Beginner’s guide to functional programming in JavaScript -

There are exceptions where we may prefer for loops or non-functional principles:

  • The dataset is very large
  • There must be a side effect

If these are the case, then it is documented with the code.

Git commit messages

We like having a readable, targeted, and descriptive git history.

Put all related file changes in one commit with a descriptive message - ie. Avoid using git add . unless you’re sure that the message pertains to all the files.

Add separate commits for unrelated files. When in doubt, make many, smaller commits.

Check out How to format and edit your git commit messages.

Unit testing

Components should be written with testability in mind. We use Jest with Enzyme and aim for > 90% coverage with unit and integration tests.

JSDoc documentation

Where documentation is necessary above classes and functions, we follow the JSDoc syntax: JSDoc - Wikipedia


Any props used in a component must be validated with the prop-types library. This article mentions the syntax we use for functional components:

Validating Props easily with React PropTypes – codeburst

For class / stateful components, we prefer this syntax:

class Hello extends Component {
  static propTypes = {
    name: PropTypes.string,
    age: PropTypes.number,
    bio: PropTypes.string,

  static defaultProps = {
    name: '',
    age: null,
    bio: '',

Prefer open source before custom components

We prefer open source over custom components. We follow a POC (Proof of Concept) method when we are evaluating our custom code needs.

Open source criteria:

  • Well-maintained library by larger companies
  • Addresses important issues like accessibility
  • Has been beta tested by many users to get rid of first defects
  • Includes unit testing with high coverage

POC method

  1. Discuss our needs
  2. Gather options that may fit
  3. Put them into a smaller version of the project
  4. Discuss pros, cons
  5. Make decision

If we decide to make a custom component, it should follow best practices and be able to be abstract enough to be adaptable for other purposes and use cases. It should be able to evolve with the project. It should also include unit tests with high coverage.

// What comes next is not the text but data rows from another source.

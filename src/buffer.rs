// (C) 2025 - Enzo Lombardi

//! `DisplayBuffer`: the cell grid a [`crate::backend::DisplayBackend`] reconciles against the terminal.
//!
//! Holds two grids — `front` (what the terminal is believed to show after the
//! last successful flush) and `back` (the pending next frame) — plus one
//! [`DamageRegion`] per row and an [`FpsLimiter`] gating how often a backend
//! may flush. All mutation goes through `back`; a backend's flush copies
//! reconciled runs from `back` into `front` as it writes them (see
//! [`crate::backend::ansi::AnsiBackend::flush`]).

use crate::attr::Attr;
use crate::cell::ScreenCell;
use crate::damage::DamageRegion;
use crate::fps::FpsLimiter;
use crate::geometry::Rect;

/// 2-D grid of [`ScreenCell`] with damage tracking and frame pacing.
///
/// Owns no file descriptor and performs no I/O; every operation here is a
/// pure bound-checking mutation, which is why none of them return a
/// `Result` — a `DisplayBuffer` operation never fails from I/O.
pub struct DisplayBuffer {
    width: u16,
    height: u16,
    front: Vec<Vec<ScreenCell>>,
    back: Vec<Vec<ScreenCell>>,
    damage: Vec<DamageRegion>,
    fps: FpsLimiter,
    frame_depth: u32,
}

impl DisplayBuffer {
    pub fn new(width: u16, height: u16) -> Self {
        let w = width.max(1);
        let h = height.max(1);
        Self {
            width: w,
            height: h,
            front: vec![vec![ScreenCell::blank(); w as usize]; h as usize],
            back: vec![vec![ScreenCell::blank(); w as usize]; h as usize],
            damage: vec![DamageRegion::empty(); h as usize],
            fps: FpsLimiter::default(),
            frame_depth: 0,
        }
    }

    pub fn width(&self) -> u16 {
        self.width
    }

    pub fn height(&self) -> u16 {
        self.height
    }

    pub fn fps_limiter(&self) -> &FpsLimiter {
        &self.fps
    }

    pub fn fps_limiter_mut(&mut self) -> &mut FpsLimiter {
        &mut self.fps
    }

    fn in_bounds(&self, x: i32, y: i32) -> bool {
        x >= 0 && y >= 0 && (x as u16) < self.width && (y as u16) < self.height
    }

    fn damage(&mut self, y: u16, x: u16, len: u16) {
        self.damage[y as usize].expand(x, len, self.width);
    }

    /// Places `cluster` at `(x,y)`. If the cluster is wide (`width == 2`) and
    /// `x+1 < W`, also writes the trailing marker at `x+1`; if `x+1 == W`, a
    /// space is substituted so no wide character is split by the row edge.
    /// Enforces the wide-character pairing invariant: a write that would
    /// split an existing pair replaces the opposite half with a space and
    /// damages it too.
    pub fn put_char(&mut self, x: i32, y: i32, cluster: &str, attr: Attr) {
        if !self.in_bounds(x, y) {
            return;
        }
        let (x, y) = (x as u16, y as u16);
        self.unpair_at(x, y);

        let cell = ScreenCell::new(cluster, attr);
        let width = cell.width();

        if width == 2 {
            if x + 1 < self.width {
                self.unpair_at(x + 1, y);
                self.back[y as usize][x as usize] = cell;
                self.back[y as usize][(x + 1) as usize] = ScreenCell::trailing_marker(attr);
                self.damage(y, x, 2);
            } else {
                // Would split at the row edge: substitute a space.
                self.back[y as usize][x as usize] = ScreenCell::new(" ", attr);
                self.damage(y, x, 1);
            }
        } else {
            self.back[y as usize][x as usize] = cell;
            self.damage(y, x, 1);
        }
    }

    /// If `(x,y)` is part of a wide-character pair, replace both halves with
    /// spaces and damage both. No-op if `(x,y)` is already a standalone cell.
    fn unpair_at(&mut self, x: u16, y: u16) {
        let row = &self.back[y as usize];
        let cell = row[x as usize];
        if cell.width() == 2 {
            // x is the leading half; x+1 holds the trailing marker.
            self.back[y as usize][x as usize] = ScreenCell::new(" ", cell.attr);
            if (x + 1) < self.width {
                self.back[y as usize][(x + 1) as usize] = ScreenCell::new(" ", cell.attr);
                self.damage(y, x, 2);
            } else {
                self.damage(y, x, 1);
            }
        } else if cell.is_trailing_marker() && x > 0 {
            let lead = self.back[y as usize][(x - 1) as usize];
            self.back[y as usize][(x - 1) as usize] = ScreenCell::new(" ", lead.attr);
            self.back[y as usize][x as usize] = ScreenCell::new(" ", lead.attr);
            self.damage(y, x - 1, 2);
        }
    }

    /// Segments `text` into grapheme clusters and writes them left-to-right
    /// from `(x,y)`, advancing by each cluster's display width. Clusters that
    /// would overflow the row are dropped, not wrapped.
    pub fn put_text(&mut self, x: i32, y: i32, text: &str, attr: Attr) {
        use unicode_segmentation::UnicodeSegmentation;
        let mut cx = x;
        for cluster in text.graphemes(true) {
            if cx < 0 || cx as u16 >= self.width {
                break;
            }
            self.put_char(cx, y, cluster, attr);
            let w = ScreenCell::new(cluster, attr).width().max(1);
            cx += w as i32;
        }
    }

    pub fn fill_rect(&mut self, x: i32, y: i32, w: i32, h: i32, cluster: &str, attr: Attr) {
        for row in y..(y + h) {
            for col in x..(x + w) {
                self.put_char(col, row, cluster, attr);
            }
        }
    }

    pub fn clear_rect(&mut self, x: i32, y: i32, w: i32, h: i32, attr: Attr) {
        self.fill_rect(x, y, w, h, " ", attr);
    }

    pub fn clear(&mut self, attr: Attr) {
        self.clear_rect(0, 0, self.width as i32, self.height as i32, attr);
    }

    /// Swaps `fg`/`bg` on every cell and damages the whole grid. Used by
    /// [`crate::terminal::Terminal::flash`] to invert the screen briefly.
    pub fn invert_all(&mut self) {
        for row in &mut self.back {
            for cell in row {
                std::mem::swap(&mut cell.attr.fg, &mut cell.attr.bg);
            }
        }
        for region in &mut self.damage {
            region.expand_full(self.width);
        }
    }

    /// Copies rows within `rect` vertically by `dy` (negative scrolls up),
    /// filling the exposed band with spaces at the current default attribute.
    /// Damages the full `rect`.
    pub fn scroll(&mut self, rect: Rect, dy: i32, fill_attr: Attr) {
        let x0 = rect.a.x.max(0) as usize;
        let x1 = (rect.b.x.max(0) as usize).min(self.width as usize);
        let y0 = rect.a.y.max(0) as i32;
        let y1 = (rect.b.y.max(0)).min(self.height as i16) as i32;
        if x0 >= x1 || y0 >= y1 || dy == 0 {
            return;
        }

        if dy > 0 {
            // Content moves down; iterate bottom-up to avoid overwriting source rows.
            let mut y = y1 - 1;
            while y >= y0 {
                let src = y - dy;
                if src >= y0 {
                    for x in x0..x1 {
                        self.back[y as usize][x] = self.back[src as usize][x];
                    }
                } else {
                    for x in x0..x1 {
                        self.back[y as usize][x] = ScreenCell::new(" ", fill_attr);
                    }
                }
                y -= 1;
            }
        } else {
            let shift = -dy;
            let mut y = y0;
            while y < y1 {
                let src = y + shift;
                if src < y1 {
                    for x in x0..x1 {
                        self.back[y as usize][x] = self.back[src as usize][x];
                    }
                } else {
                    for x in x0..x1 {
                        self.back[y as usize][x] = ScreenCell::new(" ", fill_attr);
                    }
                }
                y += 1;
            }
        }

        for y in y0..y1 {
            self.damage[y as usize].expand(x0 as u16, (x1 - x0) as u16, self.width);
        }
    }

    /// Reallocates both grids, preserving the top-left overlap. Damages
    /// everything on grow; on a pure shrink the preserved region is left
    /// undamaged since `front` already matches it.
    pub fn resize(&mut self, new_width: u16, new_height: u16) {
        let w = new_width.max(1);
        let h = new_height.max(1);
        let grew = w > self.width || h > self.height;

        let mut new_front = vec![vec![ScreenCell::blank(); w as usize]; h as usize];
        let mut new_back = vec![vec![ScreenCell::blank(); w as usize]; h as usize];
        let mut new_damage = vec![DamageRegion::empty(); h as usize];

        let copy_w = self.width.min(w) as usize;
        let copy_h = self.height.min(h) as usize;
        for y in 0..copy_h {
            new_front[y][..copy_w].copy_from_slice(&self.front[y][..copy_w]);
            new_back[y][..copy_w].copy_from_slice(&self.back[y][..copy_w]);
        }

        self.front = new_front;
        self.back = new_back;
        self.damage = std::mem::take(&mut new_damage);
        self.width = w;
        self.height = h;

        if grew {
            for d in &mut self.damage {
                d.expand_full(self.width);
            }
        }
    }

    /// Begin deferring damage aggregation across multiple `put_*` calls.
    /// Nested calls are reference-counted; damage is still recorded
    /// immediately (it's cheap to coalesce), this only documents the
    /// transaction boundary for callers that want one.
    pub fn begin_frame(&mut self) {
        self.frame_depth += 1;
    }

    pub fn end_frame(&mut self) {
        self.frame_depth = self.frame_depth.saturating_sub(1);
    }

    pub fn in_frame(&self) -> bool {
        self.frame_depth > 0
    }

    /// Returns each row's `[start,end)` damage and clears it.
    pub fn damage_snapshot(&mut self) -> Vec<(u16, u16)> {
        self.damage
            .iter_mut()
            .map(|d| {
                let r = d.range();
                d.reset();
                r
            })
            .collect()
    }

    /// Peek at damage without clearing it (used by property tests).
    pub fn damage_peek(&self) -> Vec<(u16, u16)> {
        self.damage.iter().map(DamageRegion::range).collect()
    }

    pub fn back_row(&self, y: u16) -> &[ScreenCell] {
        &self.back[y as usize]
    }

    pub fn front_row(&self, y: u16) -> &[ScreenCell] {
        &self.front[y as usize]
    }

    pub fn back_cell(&self, x: u16, y: u16) -> ScreenCell {
        self.back[y as usize][x as usize]
    }

    pub fn front_cell(&self, x: u16, y: u16) -> ScreenCell {
        self.front[y as usize][x as usize]
    }

    /// Called by a backend as it writes a reconciled run, so `front` mirrors
    /// what the terminal now shows.
    pub fn commit_run(&mut self, y: u16, start: u16, end: u16) {
        for x in start..end {
            self.front[y as usize][x as usize] = self.back[y as usize][x as usize];
        }
    }

    /// Dump the live back buffer to a replayable ANSI text stream; see
    /// [`crate::ansi_dump`].
    pub fn dump_to<W: std::io::Write>(&self, w: &mut W) -> std::io::Result<()> {
        crate::ansi_dump::dump_buffer(w, &self.back, self.width as usize, self.height as usize)
    }
}

#[cfg(test)]
mod tests {
    use super::*;
    use crate::attr::Color;

    #[test]
    fn put_char_damages_single_cell() {
        let mut buf = DisplayBuffer::new(10, 5);
        buf.put_char(4, 0, "x", Attr::default());
        let snap = buf.damage_snapshot();
        assert_eq!(snap[0], (4, 5));
    }

    #[test]
    fn put_text_advances_by_width() {
        let mut buf = DisplayBuffer::new(10, 5);
        buf.put_text(0, 0, "Hi", Attr::default());
        assert_eq!(buf.back_cell(0, 0).text(), "H");
        assert_eq!(buf.back_cell(1, 0).text(), "i");
    }

    #[test]
    fn wide_char_occupies_two_cells() {
        let mut buf = DisplayBuffer::new(10, 5);
        buf.put_text(0, 0, "\u{6f22}", Attr::default()); // 漢
        assert_eq!(buf.back_cell(0, 0).width(), 2);
        assert!(buf.back_cell(1, 0).is_trailing_marker());
    }

    #[test]
    fn invert_all_swaps_every_cell_and_damages_the_grid() {
        let mut buf = DisplayBuffer::new(4, 2);
        let attr = Attr::new(Color::RED, Color::BLUE);
        buf.put_char(0, 0, "x", attr);
        buf.damage_snapshot();

        buf.invert_all();

        assert_eq!(buf.back_cell(0, 0).attr.fg, Color::BLUE);
        assert_eq!(buf.back_cell(0, 0).attr.bg, Color::RED);
        // A cell never explicitly written also gets its (default) colors
        // swapped, since the whole grid inverts, not just the dirty cells.
        assert_eq!(buf.back_cell(2, 1).attr.fg, Color::Default);
        let snap = buf.damage_snapshot();
        assert!(snap.iter().all(|&(s, e)| (s, e) == (0, 4)));
    }

    #[test]
    fn overwriting_trailing_half_blanks_the_pair() {
        let mut buf = DisplayBuffer::new(10, 5);
        buf.put_char(0, 0, "\u{6f22}", Attr::default());
        buf.damage_snapshot();
        buf.put_char(1, 0, "x", Attr::default());
        assert_eq!(buf.back_cell(0, 0).text(), " ");
        assert_eq!(buf.back_cell(1, 0).text(), "x");
        let snap = buf.damage_snapshot();
        assert_eq!(snap[0], (0, 2));
    }

    #[test]
    fn wide_char_at_last_column_becomes_space() {
        let mut buf = DisplayBuffer::new(3, 1);
        buf.put_char(2, 0, "\u{6f22}", Attr::default());
        assert_eq!(buf.back_cell(2, 0).text(), " ");
        assert_eq!(buf.back_cell(2, 0).width(), 1);
    }

    #[test]
    fn clear_rect_fills_with_spaces() {
        let mut buf = DisplayBuffer::new(5, 5);
        buf.put_char(1, 1, "x", Attr::default());
        buf.clear_rect(0, 0, 5, 5, Attr::default());
        assert_eq!(buf.back_cell(1, 1).text(), " ");
    }

    #[test]
    fn scroll_up_shifts_rows_and_fills_exposed_band() {
        let mut buf = DisplayBuffer::new(3, 3);
        buf.put_char(0, 0, "a", Attr::default());
        buf.put_char(0, 1, "b", Attr::default());
        buf.put_char(0, 2, "c", Attr::default());
        buf.scroll(Rect::new(0, 0, 3, 3), -1, Attr::default());
        assert_eq!(buf.back_cell(0, 0).text(), "b");
        assert_eq!(buf.back_cell(0, 1).text(), "c");
        assert_eq!(buf.back_cell(0, 2).text(), " ");
    }

    #[test]
    fn resize_grow_damages_everything() {
        let mut buf = DisplayBuffer::new(3, 3);
        buf.damage_snapshot();
        buf.resize(5, 5);
        let snap = buf.damage_snapshot();
        assert!(snap.iter().all(|(s, e)| *e > *s));
    }

    #[test]
    fn resize_preserves_top_left_overlap() {
        let mut buf = DisplayBuffer::new(5, 5);
        buf.put_char(0, 0, "Z", Attr::new(Color::RED, Color::Default));
        buf.commit_run(0, 0, 1);
        buf.resize(3, 3);
        assert_eq!(buf.back_cell(0, 0).text(), "Z");
    }

    #[test]
    fn damage_is_superset_of_front_back_diff() {
        let mut buf = DisplayBuffer::new(8, 1);
        buf.put_char(2, 0, "q", Attr::default());
        buf.put_char(5, 0, "r", Attr::default());
        let (s, e) = buf.damage_peek()[0];
        for x in 0..buf.width() {
            if buf.front_cell(x, 0) != buf.back_cell(x, 0) {
                assert!(x >= s && x < e);
            }
        }
    }
}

We use SASS for our project. We have a number of .scss files that contain CSS with some of the convenience that SCSS gives us.

Sass: Sass Basics

Adding a .scss file for a component

First, create a new file with the component (or other descriptive) name.

There are a few mutually exclusive ways to go about adding styling to the project:

  • SCSS can be loaded into components directly like so: import './SearchResultCard.scss';. This will be used in just this component, which is a nice way to keep things modular.
  • SCSS can be loaded into the main stylesheet by adding an import to the index.scss file like so: @import './scss/_media_queries.scss';. The import order matters, if in doubt, put your import at the bottom.

One or the other is up to the case at hand.

Targeting selectors - avoid using this syntax:

.element {
  &-child: {
    margin: 32px;

Here, the &-child is actually targeting the .element-child class. This is difficult to search for in a code base, so explicitly write out the selector instead of using the & as shorthand.